Question

Silver is monoatomic and has an atomic mass of$108$. Copper is divalent and has an atomic mass of$63.6$. The same electric current is passed, for the same length of time through a silver coulometer and a copper coulometer. If $27.0$g of silver is deposited, then the corresponding amount of copper deposited is--- (in gm).

Answer 1

Hint: We should know the Faraday’s second law to determine the answer of this question. We will determine the equivalent weight of silver and copper. Then by using Faraday’s second law of electrolysis we will determine the amount of copper deposited. According to which the amount deposited or liberated on the electrode is directly proportional to its equivalent weight.

Formula used:
 $\dfrac{{{{\text{w}}_{\text{1}}}}}{{{{\text{w}}_{\text{2}}}}}{\text{ = }}\dfrac{{{{\text{E}}_{\text{1}}}}}{{{{\text{E}}_{\text{2}}}}}$
${\text{equivalent}}\,{\text{weight = }}\dfrac{{{\text{Atomic}}\,{\text{weight}}\,{\text{(M)}}}}{{{\text{valency}}\,{\text{(n)}}}}$

 Complete step by step answer:
According to Faraday’s second law of electrolysis when a certain amount of charge is passed through a cell, the amount deposited or liberated on the electrode is directly proportional to its equivalent weight.
The mathematical expression of Faraday’s second law of electrolysis is shown as follows:
$\dfrac{{{{\text{w}}_{\text{1}}}}}{{{{\text{w}}_{\text{2}}}}}{\text{ = }}\dfrac{{{{\text{E}}_{\text{1}}}}}{{{{\text{E}}_{\text{2}}}}}$
Where,
${{\text{w}}_{\text{1}}}$and ${{\text{w}}_{\text{2}}}$ are the weight deposited of different elements on the electrodes.
${{\text{E}}_{\text{1}}}$and ${{\text{E}}_{\text{2}}}$ are the equivalent weight of elements deposited on the electrodes.
For silver and copper metal cell the equation can be written as follows:
\[\dfrac{{{{\text{w}}_{{\text{Ag}}}}}}{{{{\text{w}}_{{\text{Cu}}}}}}{\text{ = }}\dfrac{{{{\text{E}}_{{\text{Ag}}}}}}{{{{\text{E}}_{{\text{Cu}}}}}}\]
The formula to determine the equivalent weight is as follows:
${\text{equivalent}}\,{\text{weight = }}\dfrac{{{\text{Atomic}}\,{\text{weight}}\,{\text{(M)}}}}{{{\text{valency}}\,{\text{(n)}}}}$
Silver is monoatomic so the valency factor for silver is one.
${\text{equivalent}}\,{\text{weight}}\,{\text{of}}\,{\text{Ag}}\,{\text{ = }}\dfrac{{108}}{1}$
${\text{equivalent}}\,{\text{weight}}\,{\text{of}}\,{\text{Ag}}\,{\text{ = }}\,{\text{108}}$
Copper is divalent so, the valency factor for silver is two.
${\text{equivalent}}\,{\text{weight}}\,{\text{of}}\,{\text{Cu}}\,{\text{ = }}\dfrac{{63.6}}{2}$
${\text{equivalent}}\,{\text{weight}}\,{\text{of}}\,{\text{Cu}}\,{\text{ = }}\,{\text{31}}{\text{.8}}$

On substituting $27.0$g for mass of silver metal deposited, $108$ for equivalent weight of silver metal and $31.8$ for equivalent weight of copper metal.
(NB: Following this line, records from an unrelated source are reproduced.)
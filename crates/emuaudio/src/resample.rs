//! Sample-rate conversion for the output callback.

#![allow(clippy::unwrap_used)] // Tests use unwrap for brevity

use emuaudio_core::{Error, Result};
use tracing::debug;

/// Streaming linear-interpolation resampler for interleaved `i16` PCM.
///
/// The rate ratio is reduced to lowest terms, so the playhead is an exact
/// fraction and never drifts against the source clock. Nothing allocates
/// after construction, which keeps it usable inside a render callback.
pub struct Resampler {
    input_rate: u32,
    output_rate: u32,
    channels: usize,
    /// Playhead advance per output frame, in units of `1 / denominator`.
    step: u64,
    /// Playhead units per input frame.
    denominator: u64,
    /// Playhead between `current` and `next`.
    position: u64,
    current: Vec<i16>,
    next: Vec<i16>,
}

impl Resampler {
    /// Create a resampler from `input_rate` to `output_rate`.
    pub fn new(input_rate: u32, output_rate: u32, channels: usize) -> Result<Self> {
        if input_rate == 0 || output_rate == 0 || channels == 0 {
            return Err(Error::InvalidArgument(format!(
                "Cannot resample {input_rate}Hz -> {output_rate}Hz with {channels} channel(s)"
            )));
        }

        let divisor = gcd(input_rate, output_rate);
        let denominator = u64::from(output_rate / divisor);

        debug!(
            "Resampler created: {}Hz -> {}Hz, {} channels",
            input_rate, output_rate, channels
        );

        Ok(Self {
            input_rate,
            output_rate,
            channels,
            step: u64::from(input_rate / divisor),
            denominator,
            position: 2 * denominator,
            current: vec![0; channels],
            next: vec![0; channels],
        })
    }

    /// Check if resampling is needed.
    pub const fn needs_resampling(&self) -> bool {
        self.input_rate != self.output_rate
    }

    pub const fn input_rate(&self) -> u32 {
        self.input_rate
    }

    pub const fn output_rate(&self) -> u32 {
        self.output_rate
    }

    pub const fn channels(&self) -> usize {
        self.channels
    }

    /// Input frames the next `output_frames` frames of output will consume.
    #[allow(clippy::cast_possible_truncation)]
    pub const fn input_frames_for(&self, output_frames: usize) -> usize {
        if !self.needs_resampling() || output_frames == 0 {
            return output_frames;
        }
        ((self.position + (output_frames as u64 - 1) * self.step) / self.denominator) as usize
    }

    /// Upper bound of [`input_frames_for`] over every playhead position.
    ///
    /// [`input_frames_for`]: Self::input_frames_for
    #[allow(clippy::cast_possible_truncation)]
    pub const fn max_input_frames_for(&self, output_frames: usize) -> usize {
        if !self.needs_resampling() {
            return output_frames;
        }
        2 + (output_frames as u64 * self.step).div_ceil(self.denominator) as usize
    }

    /// Resample interleaved `input` into interleaved `output`.
    ///
    /// `input` should hold [`input_frames_for`] frames of `output`; frames
    /// past its end are read as silence. Returns the input frames consumed,
    /// silence included.
    ///
    /// [`input_frames_for`]: Self::input_frames_for
    pub fn process(&mut self, input: &[i16], output: &mut [i16]) -> usize {
        if !self.needs_resampling() {
            let copied = input.len().min(output.len());
            output[..copied].copy_from_slice(&input[..copied]);
            output[copied..].fill(0);
            return output.len() / self.channels;
        }

        let mut frames = input.chunks_exact(self.channels);
        let mut consumed = 0;

        for out_frame in output.chunks_exact_mut(self.channels) {
            while self.position >= self.denominator {
                self.position -= self.denominator;
                std::mem::swap(&mut self.current, &mut self.next);
                match frames.next() {
                    Some(frame) => self.next.copy_from_slice(frame),
                    None => self.next.fill(0),
                }
                consumed += 1;
            }

            for ((slot, &from), &to) in out_frame.iter_mut().zip(&self.current).zip(&self.next) {
                *slot = interpolate(from, to, self.position, self.denominator);
            }
            self.position += self.step;
        }

        consumed
    }
}

/// `from + (to - from) * num / denom`, with `num < denom`.
#[allow(clippy::cast_possible_truncation, clippy::cast_possible_wrap)]
fn interpolate(from: i16, to: i16, num: u64, denom: u64) -> i16 {
    let num = num as i64;
    let denom = denom as i64;
    ((i64::from(from) * (denom - num) + i64::from(to) * num) / denom) as i16
}

const fn gcd(mut a: u32, mut b: u32) -> u32 {
    while b != 0 {
        let r = a % b;
        a = b;
        b = r;
    }
    a
}

#[cfg(test)]
mod tests {
    use super::*;

    #[test]
    fn test_same_rate_passes_through() {
        let mut resampler = Resampler::new(48_000, 48_000, 2).unwrap();
        assert!(!resampler.needs_resampling());
        assert_eq!(resampler.input_frames_for(3), 3);

        let mut output = [0i16; 6];
        let consumed = resampler.process(&[1, -1, 2, -2, 3, -3], &mut output);
        assert_eq!(consumed, 3);
        assert_eq!(output, [1, -1, 2, -2, 3, -3]);
    }

    #[test]
    fn test_upsampling_interpolates() {
        let mut resampler = Resampler::new(24_000, 48_000, 1).unwrap();
        assert_eq!(resampler.input_frames_for(6), 4);

        let mut output = [0i16; 6];
        let consumed = resampler.process(&[100, 200, 300, 400], &mut output);
        assert_eq!(consumed, 4);
        assert_eq!(output, [100, 150, 200, 250, 300, 350]);
    }

    #[test]
    fn test_downsampling_skips_frames() {
        let mut resampler = Resampler::new(48_000, 24_000, 1).unwrap();
        assert_eq!(resampler.input_frames_for(2), 4);

        let mut output = [0i16; 2];
        assert_eq!(resampler.process(&[10, 20, 30, 40], &mut output), 4);
        assert_eq!(output, [10, 30]);
    }

    #[test]
    fn test_channels_stay_separate() {
        let mut resampler = Resampler::new(24_000, 48_000, 2).unwrap();

        // Only two of the three frames needed; the last reads as silence.
        let mut output = [0i16; 6];
        let consumed = resampler.process(&[100, -100, 200, -200], &mut output);
        assert_eq!(consumed, 3);
        assert_eq!(output, [100, -100, 150, -150, 200, -200]);
    }

    #[test]
    fn test_consumes_source_rate_over_one_second() {
        let mut resampler = Resampler::new(41_667, 48_000, 2).unwrap();
        let mut output = vec![0i16; 480 * 2];
        let mut total = 0;

        for _ in 0..100 {
            let needed = resampler.input_frames_for(480);
            assert!(needed <= resampler.max_input_frames_for(480));
            let input = vec![0i16; needed * 2];
            assert_eq!(resampler.process(&input, &mut output), needed);
            total += needed;
        }

        // One second of output at 48kHz, plus the interpolation lookahead.
        assert_eq!(total, 41_667 + 1);
        assert_eq!(resampler.input_frames_for(16_000), 13_889);
    }

    #[test]
    fn test_rejects_zero_rate() {
        assert!(Resampler::new(0, 48_000, 2).is_err());
        assert!(Resampler::new(41_667, 48_000, 0).is_err());
    }

    #[test]
    fn test_interpolate_extremes() {
        assert_eq!(interpolate(i16::MIN, i16::MAX, 0, 4), i16::MIN);
        assert_eq!(interpolate(i16::MAX, i16::MAX, 3, 4), i16::MAX);
        assert_eq!(interpolate(-100, 100, 1, 2), 0);
    }
}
\[\dfrac{{27.0}}{{{{\text{w}}_{{\text{Cu}}}}}}{\text{ = }}\dfrac{{108}}{{{\text{31}}{\text{.8}}}}\]
${{\text{w}}_{{\text{Cu}}}}{\text{ = }}\dfrac{{{\text{27}}{\text{.0}} \times \,31.8}}{{108}}$
${{\text{w}}_{{\text{Cu}}}}{\text{ = }}\,{\text{7}}{\text{.95}}\,{\text{g}}$
So, the corresponding amount of copper deposited is${\text{7}}{\text{.95}}\,{\text{g}}$.

Therefore ${\text{7}}{\text{.95}}\,{\text{g}}$ is the correct answer.
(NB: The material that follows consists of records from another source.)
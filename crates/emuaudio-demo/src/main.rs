//! # emuaudio-demo
//!
//! Feeds a square tone through the ring buffer at the pace an emulator
//! would, one video frame of audio at a time, staying a fixed distance
//! ahead of the sound card's clock.
//!
//! Usage: `emuaudio-demo [config.json] [seconds]`

use anyhow::{bail, Context, Result};
use emuaudio::output::{default_device_name, list_output_devices};
use emuaudio::{AudioConfig, AudioEngine, AudioFrame, EngineEvent};
use std::time::{Duration, Instant};
use tracing::{debug, info, warn};
use tracing_subscriber::{layer::SubscriberExt, util::SubscriberInitExt};

/// Video refresh of the emulated console.
const FRAMES_PER_SECOND: u32 = 50;

const TONE_HZ: f64 = 440.0;
const TONE_AMPLITUDE: i16 = 4_000;
const DEFAULT_SECONDS: u64 = 5;

/// How long to wait for the sound card when ahead of it.
const CLOCK_POLL: Duration = Duration::from_millis(2);

/// Give up when the audio clock stops moving for this long.
const CLOCK_STALL_TIMEOUT: Duration = Duration::from_secs(2);

/// Band-unlimited square wave, good enough to hear the pipeline work.
struct SquareWave {
    phase: f64,
    step: f64,
}

impl SquareWave {
    fn new(frequency: f64, sample_rate: u32) -> Self {
        Self {
            phase: 0.0,
            step: frequency / f64::from(sample_rate),
        }
    }

    fn fill(&mut self, frames: &mut Vec<AudioFrame>, count: usize) {
        frames.clear();
        for _ in 0..count {
            let value = if self.phase < 0.5 {
                TONE_AMPLITUDE
            } else {
                -TONE_AMPLITUDE
            };
            frames.push((value, value));
            self.phase = (self.phase + self.step).fract();
        }
    }
}

fn parse_args() -> Result<(AudioConfig, u64)> {
    let mut config = AudioConfig::default();
    let mut seconds = DEFAULT_SECONDS;

    for arg in std::env::args().skip(1) {
        if let Ok(value) = arg.parse::<u64>() {
            seconds = value;
        } else {
            config = AudioConfig::load(&arg).with_context(|| format!("loading {arg}"))?;
        }
    }

    Ok((config, seconds))
}

fn handle_event(event: EngineEvent) -> Result<()> {
    match event {
        EngineEvent::Error(message) => bail!("audio output failed: {message}"),
        EngineEvent::Underrun { total } => warn!(total, "underrun"),
        EngineEvent::StateChanged(state) => info!(?state, "playback state changed"),
    }
    Ok(())
}

fn main() -> Result<()> {
    // Initialize logging
    tracing_subscriber::registry()
        .with(tracing_subscriber::fmt::layer())
        .with(
            tracing_subscriber::EnvFilter::try_from_default_env()
                .unwrap_or_else(|_| "emuaudio=debug,emuaudio_demo=info".into()),
        )
        .init();

    info!("Starting emuaudio-demo v{}", env!("CARGO_PKG_VERSION"));

    let (config, seconds) = parse_args()?;
    debug!(?config, seconds, "Configuration loaded");

    match default_device_name() {
        Some(name) => info!(device = %name, "Default output device"),
        None => warn!("No default output device"),
    }
    if let Ok(devices) = list_output_devices() {
        debug!(?devices, "Output devices");
    }

    let engine = AudioEngine::new(config)?;
    let mut sink = engine.sink()?;
    let clock = engine.clock();
    engine.start()?;

    let sample_rate = config.format.sample_rate;
    let mut tone = SquareWave::new(TONE_HZ, sample_rate);
    let mut frames = Vec::new();

    // Keep about half the ring buffer queued ahead of the device.
    let lead = config.format.bytes_to_frames(config.buffer_length()) as u64 / 2;
    let total_video_frames = seconds * u64::from(FRAMES_PER_SECOND);
    let mut video_frame = 0u64;
    let mut samples_sent = 0u64;

    let mut last_played = clock.frames_played();
    let mut last_progress = Instant::now();

    while video_frame < total_video_frames {
        let played = clock.frames_played();
        if played != last_played {
            last_played = played;
            last_progress = Instant::now();
        }

        if samples_sent >= played + lead {
            // Ahead of the sound card: wait for it
            if let Some(event) = engine.recv_event_timeout(CLOCK_POLL) {
                handle_event(event)?;
            }
            if last_progress.elapsed() > CLOCK_STALL_TIMEOUT {
                bail!("audio clock stalled at {:?}", clock.elapsed());
            }
            continue;
        }

        video_frame += 1;

        // Carry the fractional remainder so the long-run rate is exact.
        let due = video_frame * u64::from(sample_rate) / u64::from(FRAMES_PER_SECOND);
        let count = usize::try_from(due - samples_sent)?;
        samples_sent = due;

        tone.fill(&mut frames, count);
        sink.push_frames(&frames);

        while let Some(event) = engine.try_recv_event() {
            handle_event(event)?;
        }

        if video_frame % u64::from(FRAMES_PER_SECOND) == 0 {
            let written =
                engine.ring_buffer().bytes_written() / config.format.bytes_per_frame() as u64;
            info!(
                fill = %format!("{:.0}%", engine.buffer_fill() * 100.0),
                dropped = sink.frames_dropped(),
                clock = ?clock.elapsed(),
                lead = written.saturating_sub(clock.frames_played()),
                "second {}",
                video_frame / u64::from(FRAMES_PER_SECOND)
            );
        }
    }

    engine.stop()?;
    info!("Done");
    Ok(())
}

#[cfg(test)]
mod tests {
    use super::*;

    #[test]
    fn test_square_wave_alternates() {
        // Four samples per period: two high, two low.
        let mut tone = SquareWave::new(1.0, 4);
        let mut frames = Vec::new();
        tone.fill(&mut frames, 8);

        let left: Vec<i16> = frames.iter().map(|&(l, _)| l).collect();
        let high = TONE_AMPLITUDE;
        let low = -TONE_AMPLITUDE;
        assert_eq!(left, vec![high, high, low, low, high, high, low, low]);
    }
}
Note:The equivalent weight is determined by dividing the atomic weight by valency. Valency is the charge or oxidation number of the atom. In the case of acids, the valency is determined as the number of protons donated. In the case of oxidation number one, the equivalent weight will be equal to atomic weight. The equivalent weight of deposited metals is compared in the faraday second law, not the Equivalent weight of salts.